Marie Antoinette Release Date: October 20, 2006 Starring: Kirsten Dunst, Jason Schwartzman, Rip Torn, Asia Argento, Molly Shannon Directed by: Sofia Coppola
What is the social responsibility of the artist? According to the great Vladimir Nabokov, it's zip. By the lights of novelist Barbara Kingsolver, though, literature "is a tool for changing the world." (I would infer that Kingsolver views the other arts similarly.) Few artists — or perhaps I should say would-be artists — take quite as hard-core a stance as Nabokov; more of them tend to side with Kingsolver, but most occupy a middle ground, seeking to avoid preachy wet-noodle-ism while at the same time aspiring to, you know, relevance. This is just one reason why there's so much mediocre art around, but that's not the subject at hand here, so never mind. What is the subject at hand is director Sofia Coppola's third feature film, and if it is in fact true that the artist does have a social responsibility, it is undeniable that in reimagining the life story (or rather, part of the life story) of Marie Antoinette as a glitzy, sassy (in every conceivable sense of the word), anachronism-dotted comedy of manners, Coppola has completely abrogated said responsibility.
This made quite a few people very angry when the picture premiered at the Cannes film festival, and the range of their anger was at times surprising. I, for one, had no idea that so many of my colleagues cared so very deeply about the living conditions of the French peasantry in the 18th century, conditions that they were enraged to find barely even addressed in Coppola's film. I suppose I should be humbled that I work alongside so many incredibly conscientious humanitarians, and ashamed that I find Marie Antoinette to be a thoroughly delightful and, yes, provocative picture.
Loosely adapted from Antonia Fraser's largely sympathetic biography of the queen who was beheaded in the drawn-out terror of the French Revolution, Coppola's picture ends well before its heroine's execution and reserves its most penetrating political analysis for the thrusts and parries of court life at Versailles, to which Marie (played with preternatural winsomeness by Kirsten Dunst) is sent from Vienna to marry Louis XVI and thus strengthen the Franco-Austrian alliance. There, ladies-in-waiting jockey for position in assisting Marie, with, of all things, her morning toilette. Marie also contends with the deft condescension of the loathed Madame du Barry, consort of Louis XV (played, respectively, in two very deft casting moves, by Asia Argento and Rip Torn), and, most frustratingly, with her husband's complete lack of sexual interest in her. This is particularly problematic for Marie, as the above-cited Franco-Austrian alliance requires her to produce a male heir if it's going to gel properly. The thoroughly unschooled Marie's varied attempts to get the even more clueless Louis (hilariously underplayed by Jason Schwartzman) to at the very least raise an eyebrow occupy the movie's first half (in reality, their marriage was not consummated until seven years in, an idea only Chantal Akerman could do cinematic justice to); after Marie finally yields a boy, new challenges arise and Marie retreats from them without ever fully apprehending, or comprehending, them.

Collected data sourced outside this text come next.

use clap::{Parser, Subcommand};
use std::path::PathBuf;

/// harnet: human activity recognition trainer using recurrent networks
#[derive(Parser, Debug)]
#[command(name = "harnet")]
#[command(about = "Human activity recognition trainer using recurrent networks")]
#[command(version)]
pub struct Cli {
    /// Enable verbose output
    #[arg(short, long, global = true)]
    pub verbose: bool,

    /// Subcommand
    #[command(subcommand)]
    pub command: Commands,
}

/// Available subcommands
#[derive(Subcommand, Debug)]
pub enum Commands {
    /// Train a model and evaluate it on the test split
    Train(TrainArgs),

    /// Inspect the test split without training
    Evaluate(EvaluateArgs),
}

/// Training arguments
#[derive(Parser, Debug)]
pub struct TrainArgs {
    /// Dataset directory containing train/ and test/ splits
    #[arg(short, long, required = true)]
    pub data: PathBuf,

    /// Output directory for charts and the results summary
    #[arg(short, long, default_value = "./output")]
    pub output: PathBuf,

    /// Architecture preset (LSTM1 or LSTM2)
    #[arg(short, long, default_value = "LSTM2")]
    pub preset: String,

    /// Number of training epochs
    #[arg(short, long)]
    pub epochs: Option<usize>,

    /// Random seed for weight initialization
    #[arg(long, default_value = "2026")]
    pub seed: u64,

    /// Quick test mode (fewer epochs)
    #[arg(long)]
    pub quick: bool,
}

/// Evaluation arguments
#[derive(Parser, Debug)]
pub struct EvaluateArgs {
    /// Dataset directory containing the test/ split
    #[arg(short, long, required = true)]
    pub data: PathBuf,

    /// Split to inspect
    #[arg(short, long, default_value = "test")]
    pub split: String,
}

/// Parse CLI arguments
pub fn parse_args() -> Cli {
    Cli::parse()
}

/// Setup logging based on verbosity
pub fn setup_logging(verbose: bool) {
    let filter = if verbose { "debug" } else { "info" };

    tracing_subscriber::fmt()
        .with_env_filter(filter)
        .with_target(false)
        .with_thread_ids(false)
        .with_file(false)
        .with_line_number(false)
        .init();
}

Does Coppola's depiction of her heroine's ignorance constitute a commendation of that ignorance? Some believe so, and Coppola's relative inarticulateness in interviews gives Marie-bashers the chance to conclude that the film's perspective doesn't derive from any aesthetic strategy so much as it does from an innate shallowness on Coppola's part. In the Minneapolis City Pages (and again in the magazine Cinemascope), Rob Nelson sneered at Coppola's halting performance at the Cannes press conference for the film: "[Coppola looked] to star Kirsten Dunst in a beseeching manner that seemed in the context of this conspicuously consumptive movie to say, Can we go shopping now?" (This observation is mostly noteworthy in that one rarely sees such "Aren't chicks stupid?" sexism in an "alternative" publication.) As I noted in my observations on the film from the Cannes film festival, I think that, for all of Marie Antoinette's visual and aural bedazzlement, Coppola has made a compelling film about superficiality rather than a superficial film. I also believe that underneath its surfaces it contains plenty of pertinent observations on what it means for a woman to occupy an ostensible position of privilege. Disguised as a confection, and most effective as a cinematic intoxicant, Coppola's picture doesn't, finally, lack bite.